基于质谱技术的蛋白质组分析是大规模筛选各种体液中疾病相关蛋白质生物标记物的有力生物学方法。尿液是鉴定潜在生物标志物的理想标本,具有取材方便、简单、无创、快速、能够连续监测等优势。尿蛋白质组学已被广泛用于肿瘤、自身免疫性病等疾病的生物标记物的筛选。既往研究中,尿蛋白质组学的方法也被用于预测药物治疗的疗效。目前尚无利用尿蛋白组学生物标志物评估活动性白癜风激素治疗疗效的研究报道。
发明内容
为了解决上述技术问题,本发明的目的是在于提供与进展期白癜风激素治疗疗效评估相关的生物标志物,利用定量蛋白质组学技术手段,通过检测差异蛋白表达水平,可以判断患者经过激素治疗后疾病是否得到控制,从而为个体化治疗提供一种新的手段。
为了实现上述目的,本发明提供了如下技术方案:
第一方面,本发明提供了耐扭蛋白A相互作用蛋白-1和/或蛋白二硫化物异构酶A4在制备白癜风激素治疗疗效评估产品中的用途。
优选地,所述白癜风包括进展期白癜风。
在具体的实施方案中,相较于激素治疗前,所述耐扭蛋白A相互作用蛋白-1和/或蛋白二硫化物异构酶A4含量升高,指示所述受试者激素治疗疗效好。
优选地,所述蛋白含量的检测方法包括质谱技术和酶联免疫吸附试验法。
优选地,所述蛋白含量包括蛋白质相对含量。
优选地,其中所述质谱技术是在数据非依赖检测模式或基于靶向质谱模式下使用的。
优选地,所述检测耐扭蛋白A相互作用蛋白-1和/或蛋白二硫化物异构酶A4的含量的样本为受试者的尿液样本。
优选地,所述受试者是人。
第二方面,本发明提供了一种用于进展期白癜风激素治疗后疗效评估的试剂盒,包括检测耐扭蛋白A相互作用蛋白-1和/或蛋白二硫化物异构酶A4含量的试剂。
优选地,所述试剂包括质谱鉴定试剂。
在具体的实施方案中,所述质谱鉴定试剂在数据非依赖采集方法中或基于靶向质谱模式下使用的。数据非依赖检测方法是将质谱整个全扫描范围分为若干个窗口,高速、循环地对每个窗口中的所有离子进行选择、碎裂、检测,从而无遗漏、无差异地获得样本中所有离子的全部碎片信息。数据非依赖检测就像地毯式轰炸,无遗漏地打击全部目标。靶向质谱采集是利用目的蛋白的特征性肽段进行定量分析。

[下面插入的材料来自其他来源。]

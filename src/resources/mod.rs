//! Resource facades.
//!
//! Every Freshdesk resource shares the same five operations, so they are
//! served by one generic [`Resource`] parameterized by a [`ResourceKind`]:
//! the base path plus the extra [`Action`]s the resource supports.
//! Resources with extra operations get a thin typed wrapper
//! ([`Tickets`], [`Contacts`], [`Agents`]) that dereferences to the
//! generic facade.
//!
//! | Operation | Method | Path                       |
//! |-----------|--------|----------------------------|
//! | create    | POST   | `/{resource}`              |
//! | all       | GET    | `/{resource}?{query}`      |
//! | view      | GET    | `/{resource}/{id}?{query}` |
//! | update    | PUT    | `/{resource}/{id}`         |
//! | delete    | DELETE | `/{resource}/{id}`         |
//!
//! Facades are transparent: they return the dispatcher's payload as-is and
//! never catch, wrap or retry its errors.

mod agents;
mod contacts;
mod tickets;

pub use agents::Agents;
pub use contacts::Contacts;
pub use tickets::Tickets;

use std::fmt;

use serde::Serialize;
use serde_json::Value;

use crate::dispatch::{Dispatch, Method};
use crate::error::FreshdeskError;
use crate::models::{to_record, Query, Record, ResourceId};

/// An operation that addresses a sub-path of a single resource,
/// e.g. `PUT /tickets/{id}/restore`.
#[derive(Debug, Clone, Copy, PartialEq, Eq, Hash)]
pub enum Action {
    /// Restore a deleted resource.
    Restore,
    /// List the conversations of a ticket.
    Conversations,
    /// List the time entries of a ticket.
    TimeEntries,
    /// Reply to a ticket.
    Reply,
    /// Add a note to a ticket.
    Note,
    /// Convert a contact into an agent.
    MakeAgent,
}

impl Action {
    /// HTTP method used for the action.
    pub fn method(self) -> Method {
        match self {
            Action::Restore | Action::MakeAgent => Method::PUT,
            Action::Conversations | Action::TimeEntries => Method::GET,
            Action::Reply | Action::Note => Method::POST,
        }
    }

    /// Path segment appended after the identifier.
    pub fn suffix(self) -> &'static str {
        match self {
            Action::Restore => "restore",
            Action::Conversations => "conversations",
            Action::TimeEntries => "time_entries",
            Action::Reply => "reply",
            Action::Note => "notes",
            Action::MakeAgent => "make_agent",
        }
    }
}

impl fmt::Display for Action {
    fn fmt(&self, f: &mut fmt::Formatter<'_>) -> fmt::Result {
        f.write_str(self.suffix())
    }
}

/// Static description of a remote resource type.
#[derive(Debug, PartialEq, Eq)]
pub struct ResourceKind {
    /// Base path, e.g. `/tickets`.
    pub path: &'static str,
    /// Extra actions the resource supports.
    pub actions: &'static [Action],
}

impl ResourceKind {
    /// Returns true if `action` is available on this resource.
    pub fn supports(&self, action: Action) -> bool {
        self.actions.contains(&action)
    }
}

/// Support groups.
pub static GROUPS: ResourceKind = ResourceKind {
    path: "/groups",
    actions: &[],
};

/// Tickets.
pub static TICKETS: ResourceKind = ResourceKind {
    path: "/tickets",
    actions: &[
        Action::Restore,
        Action::Conversations,
        Action::TimeEntries,
        Action::Reply,
        Action::Note,
    ],
};

/// Ticket field definitions.
pub static TICKET_FIELDS: ResourceKind = ResourceKind {
    path: "/ticket_fields",
    actions: &[],
};

/// Contacts.
pub static CONTACTS: ResourceKind = ResourceKind {
    path: "/contacts",
    actions: &[Action::Restore, Action::MakeAgent],
};

/// Companies.
pub static COMPANIES: ResourceKind = ResourceKind {
    path: "/companies",
    actions: &[],
};

/// Agents.
pub static AGENTS: ResourceKind = ResourceKind {
    path: "/agents",
    actions: &[],
};

/// Facade for groups.
pub type Groups<'a, D> = Resource<'a, D>;

/// Facade for companies.
pub type Companies<'a, D> = Resource<'a, D>;

/// Generic facade over one resource type.
pub struct Resource<'a, D: ?Sized> {
    dispatcher: &'a D,
    kind: &'static ResourceKind,
}

impl<D: ?Sized> Clone for Resource<'_, D> {
    fn clone(&self) -> Self {
        *self
    }
}

impl<D: ?Sized> Copy for Resource<'_, D> {}

impl<'a, D: Dispatch + ?Sized> Resource<'a, D> {
    /// Creates a facade for `kind` backed by `dispatcher`.
    pub fn new(dispatcher: &'a D, kind: &'static ResourceKind) -> Self {
        Self { dispatcher, kind }
    }

    /// The resource this facade addresses.
    pub fn kind(&self) -> &'static ResourceKind {
        self.kind
    }

    pub(crate) fn endpoint(&self, suffix: Option<&str>) -> String {
        self.dispatcher.create_endpoint(self.kind.path, suffix)
    }

    fn id_endpoint(
        &self,
        id: &ResourceId,
        sub_path: Option<&str>,
    ) -> Result<String, FreshdeskError> {
        let id = id.validate()?;
        let suffix = match sub_path {
            Some(sub) => format!("{}/{}", id, sub),
            None => id.to_string(),
        };
        Ok(self.endpoint(Some(&suffix)))
    }

    pub(crate) async fn send(
        &self,
        method: Method,
        endpoint: &str,
        body: Option<&Record>,
        query: Option<&Query>,
    ) -> Result<Value, FreshdeskError> {
        let query = query.filter(|q| !q.is_empty());
        self.dispatcher.request(method, endpoint, body, query).await
    }

    /// Creates a resource.
    pub async fn create(&self, data: &Record) -> Result<Value, FreshdeskError> {
        let endpoint = self.endpoint(None);
        self.send(Method::POST, &endpoint, Some(data), None).await
    }

    /// Creates a resource from any value that serializes to a JSON object.
    ///
    /// # Errors
    ///
    /// Returns `FreshdeskError::InvalidInput` without dispatching if `data`
    /// serializes to `null` or to anything other than an object.
    pub async fn create_from<T>(&self, data: &T) -> Result<Value, FreshdeskError>
    where
        T: Serialize + Sync + ?Sized,
    {
        let record = to_record(data)?;
        self.create(&record).await
    }

    /// Lists resources, optionally filtered by `query`.
    pub async fn all(&self, query: Option<&Query>) -> Result<Value, FreshdeskError> {
        let endpoint = self.endpoint(None);
        self.send(Method::GET, &endpoint, None, query).await
    }

    /// Fetches one resource by identifier.
    pub async fn view(
        &self,
        id: impl Into<ResourceId>,
        query: Option<&Query>,
    ) -> Result<Value, FreshdeskError> {
        let endpoint = self.id_endpoint(&id.into(), None)?;
        self.send(Method::GET, &endpoint, None, query).await
    }

    /// Updates a resource. Only the fields present in `data` change.
    pub async fn update(
        &self,
        id: impl Into<ResourceId>,
        data: Option<&Record>,
    ) -> Result<Value, FreshdeskError> {
        let endpoint = self.id_endpoint(&id.into(), None)?;
        self.send(Method::PUT, &endpoint, data, None).await
    }

    /// Deletes a resource.
    pub async fn delete(&self, id: impl Into<ResourceId>) -> Result<Value, FreshdeskError> {
        let endpoint = self.id_endpoint(&id.into(), None)?;
        self.send(Method::DELETE, &endpoint, None, None).await
    }

    /// Runs an extra action against one resource.
    ///
    /// # Errors
    ///
    /// Returns `FreshdeskError::InvalidInput` without dispatching if the
    /// resource does not support `action`.
    pub async fn perform(
        &self,
        id: impl Into<ResourceId>,
        action: Action,
        body: Option<&Record>,
        query: Option<&Query>,
    ) -> Result<Value, FreshdeskError> {
        if !self.kind.supports(action) {
            return Err(FreshdeskError::invalid_input(format!(
                "{} does not support {}",
                self.kind.path, action
            )));
        }
        let endpoint = self.id_endpoint(&id.into(), Some(action.suffix()))?;
        tracing::debug!(resource = self.kind.path, action = %action, "performing resource action");
        self.send(action.method(), &endpoint, body, query).await
    }
}

/// Resource facades for anything that can dispatch requests.
///
/// Implemented for every [`Dispatch`] type, so both
/// [`FreshdeskClient`](crate::client::FreshdeskClient) and custom
/// dispatchers expose the same API.
pub trait Resources: Dispatch {
    /// Support groups.
    fn groups(&self) -> Groups<'_, Self> {
        Resource::new(self, &GROUPS)
    }

    /// Tickets.
    fn tickets(&self) -> Tickets<'_, Self> {
        Tickets::new(self)
    }

    /// Contacts.
    fn contacts(&self) -> Contacts<'_, Self> {
        Contacts::new(self)
    }

    /// Companies.
    fn companies(&self) -> Companies<'_, Self> {
        Resource::new(self, &COMPANIES)
    }

    /// Agents.
    fn agents(&self) -> Agents<'_, Self> {
        Agents::new(self)
    }
}

impl<D: Dispatch + ?Sized> Resources for D {}
//! Opaque record payloads.
//!
//! A record is whatever JSON object the service defines for a resource.
//! The client never validates or reshapes it.

use serde::Serialize;
use serde_json::Value;

use crate::error::FreshdeskError;

/// A resource payload: a JSON object of field name to value.
pub type Record = serde_json::Map<String, Value>;

/// Converts a serializable value into a [`Record`].
///
/// # Errors
///
/// Returns `FreshdeskError::InvalidInput` if the value does not serialize
/// to a JSON object (for example `None` or `()` serialize to `null`).
///
/// # Example
///
/// ```
/// use freshdesk::models::to_record;
/// use serde_json::json;
///
/// let record = to_record(&json!({"name": "Billing"})).unwrap();
/// assert_eq!(record["name"], "Billing");
/// ```
pub fn to_record<T>(value: &T) -> Result<Record, FreshdeskError>
where
    T: Serialize + ?Sized,
{
    match serde_json::to_value(value)? {
        Value::Object(map) => Ok(map),
        Value::Null => Err(FreshdeskError::invalid_input("record data is required")),
        other => Err(FreshdeskError::invalid_input(format!(
            "record data must be a JSON object, got {}",
            json_type_name(&other)
        ))),
    }
}

fn json_type_name(value: &Value) -> &'static str {
    match value {
        Value::Null => "null",
        Value::Bool(_) => "a boolean",
        Value::Number(_) => "a number",
        Value::String(_) => "a string",
        Value::Array(_) => "an array",
        Value::Object(_) => "an object",
    }
}

#[cfg(test)]
mod tests {
    use super::*;
    use serde_json::json;

    #[derive(Serialize)]
    struct NewGroup<'a> {
        name: &'a str,
        #[serde(skip_serializing_if = "Option::is_none")]
        description: Option<&'a str>,
    }

    #[test]
    fn test_to_record_from_struct() {
        let record = to_record(&NewGroup {
            name: "Billing",
            description: None,
        })
        .unwrap();
        assert_eq!(record.len(), 1);
        assert_eq!(record["name"], "Billing");
    }

    #[test]
    fn test_to_record_rejects_null() {
        let err = to_record(&Option::<Record>::None).unwrap_err();
        assert!(matches!(err, FreshdeskError::InvalidInput(_)));
        assert!(err.to_string().contains("required"));
    }

    #[test]
    fn test_to_record_rejects_non_objects() {
        let err = to_record(&json!([1, 2])).unwrap_err();
        assert!(err.to_string().contains("an array"));
        assert!(to_record("subject").is_err());
    }
}
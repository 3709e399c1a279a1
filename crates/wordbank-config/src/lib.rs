use std::env;
use std::path::PathBuf;

use serde::{Deserialize, Serialize};

#[derive(Debug, thiserror::Error)]
pub enum ConfigError {
    #[error("missing required environment variable {0}")]
    MissingVar(&'static str),
}

/// Connection credentials for the remote row store.
///
/// Both values are required; a run without them fails at startup.
#[derive(Debug, Clone, Serialize, Deserialize)]
pub struct StoreConfig {
    /// Endpoint URL
    pub url: String,
    /// Access key sent with every request
    pub key: String,
}

impl StoreConfig {
    pub fn from_env() -> Result<Self, ConfigError> {
        let url = env::var("STORE_URL").map_err(|_| ConfigError::MissingVar("STORE_URL"))?;
        let key = env::var("STORE_KEY").map_err(|_| ConfigError::MissingVar("STORE_KEY"))?;

        Ok(Self { url, key })
    }
}

/// Pipeline tuning, all optional with defaults.
#[derive(Debug, Clone, Serialize, Deserialize)]
pub struct ImportConfig {
    /// Directory holding the per-letter shard files
    pub shard_dir: PathBuf,
    /// Batch size for the full-dictionary import
    pub dictionary_batch_size: usize,
    /// Batch size for cohort uploads
    pub cohort_batch_size: usize,
    /// Maximum words per cohort
    pub cohort_size: usize,
    /// Cap on concurrent worker tasks
    pub max_workers: usize,
    /// Fixed shuffle seed; unset means OS-seeded
    pub shuffle_seed: Option<u64>,
}

impl ImportConfig {
    pub fn new() -> Self {
        let shard_dir = env::var("SHARD_DIR")
            .map(PathBuf::from)
            .unwrap_or_else(|_| PathBuf::from("data"));

        let dictionary_batch_size = env::var("DICTIONARY_BATCH_SIZE")
            .ok()
            .and_then(|v| v.parse().ok())
            .unwrap_or(100);

        let cohort_batch_size = env::var("COHORT_BATCH_SIZE")
            .ok()
            .and_then(|v| v.parse().ok())
            .unwrap_or(50);

        let cohort_size = env::var("COHORT_SIZE")
            .ok()
            .and_then(|v| v.parse().ok())
            .unwrap_or(500);

        let max_workers = env::var("MAX_WORKERS")
            .ok()
            .and_then(|v| v.parse().ok())
            .unwrap_or(8);

        let shuffle_seed = env::var("SHUFFLE_SEED").ok().and_then(|v| v.parse().ok());

        Self {
            shard_dir,
            dictionary_batch_size,
            cohort_batch_size,
            cohort_size,
            max_workers,
            shuffle_seed,
        }
    }
}

impl Default for ImportConfig {
    fn default() -> Self {
        Self::new()
    }
}
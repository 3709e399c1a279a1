pub mod cohort;
pub mod dispatch;
pub mod lists;
pub mod merge;
pub mod report;
pub mod shards;
pub mod upload;
pub mod wordlist;
pub mod words;

use wordbank_store::StoreError;

#[derive(Debug, thiserror::Error)]
pub enum ImportError {
    #[error("io error: {0}")]
    Io(#[from] std::io::Error),

    #[error(transparent)]
    Store(#[from] StoreError),
}
use async_trait::async_trait;
use wordbank_types::{SourceWord, WordEntry};

pub mod memory;
pub mod rest;

pub use memory::MemoryStore;
pub use rest::RestStore;

/// Table the full-dictionary import targets.
pub const DICTIONARY_TABLE: &str = "dictionary";

/// Table the raw word uploader targets.
pub const WORDS_TABLE: &str = "words";

#[derive(Debug, thiserror::Error)]
pub enum StoreError {
    #[error("http error: {0}")]
    Http(#[from] reqwest::Error),

    #[error("store rejected request ({status}): {message}")]
    Api { status: u16, message: String },
}

/// Row-store operations the import pipeline needs.
///
/// The pipeline only ever sees this trait; the concrete client is injected
/// so tests can substitute an in-memory one.
#[async_trait]
pub trait WordStore: Send + Sync {
    /// Insert-or-update a batch of entries, resolving conflicts on `word`.
    async fn upsert_words(&self, table: &str, entries: &[WordEntry]) -> Result<(), StoreError>;

    /// Insert-or-update a batch of raw word rows, resolving conflicts on `word`.
    async fn upsert_source_words(&self, table: &str, rows: &[SourceWord])
    -> Result<(), StoreError>;

    /// Create a word-list table with the fixed schema and its indexes.
    async fn create_word_table(&self, table: &str) -> Result<(), StoreError>;

    /// Create the supporting indexes on the dictionary table.
    async fn create_dictionary_indexes(&self) -> Result<(), StoreError>;
}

优选地,所述试剂包括耐扭蛋白A相互作用蛋白-1和/或蛋白二硫化物异构酶A4的特异性抗体。
第三方面,本发明提供了一种用于进展期白癜风激素治疗后疗效评估的系统,包括检测耐扭蛋白A相互作用蛋白-1和/或蛋白二硫化物异构酶A4含量的试剂。
第四方面,本发明提供了一种预测进展期白癜风激素治疗后疗效的方法,包括步骤:
1)获得受试者的尿液样本,
2)从尿液样本中提取蛋白质,
3)确定受试者尿液样本中选自以下的蛋白质的含量水平:耐扭蛋白A相互作用蛋白-1,蛋白二硫化物异构酶A4。
优选地,所述蛋白含量的检测方法为质谱方法。
当采用质谱方法确定蛋白质水平时,在获得尿液样本的步骤之后,还可以包括蛋白质提取,酶切。在具体的实施方案中,用3倍体积乙醇提取尿液样本中的蛋白沉淀,用胰蛋白酶消化尿液样本中的蛋白。
在具体的实施方案中,所述质谱方法是数据非依赖采集方法。具体地,数据非依赖检测方法将质谱整个全扫描范围分为若干个窗口,高速、循环地对每个窗口中的所有离子进行选择、碎裂、检测,从而无遗漏、无差异地获得样本中所有离子的全部碎片信息。
本发明的优点和有益效果:
在本发明中,收集了非节段型进展期白癜风患者经激素治疗前后的尿液,采用液相色谱-高分辨质谱方法。通过PCA、OPLS-DA监督聚类分析,差异倍数分析和T检验分析,筛选出潜在的生物标志物,并通过酶联免疫吸附试验法进一步验证差异蛋白对疾病抵抗组和有效组之间治疗疗效预测有很好的区分,具有良好的临床应用前景。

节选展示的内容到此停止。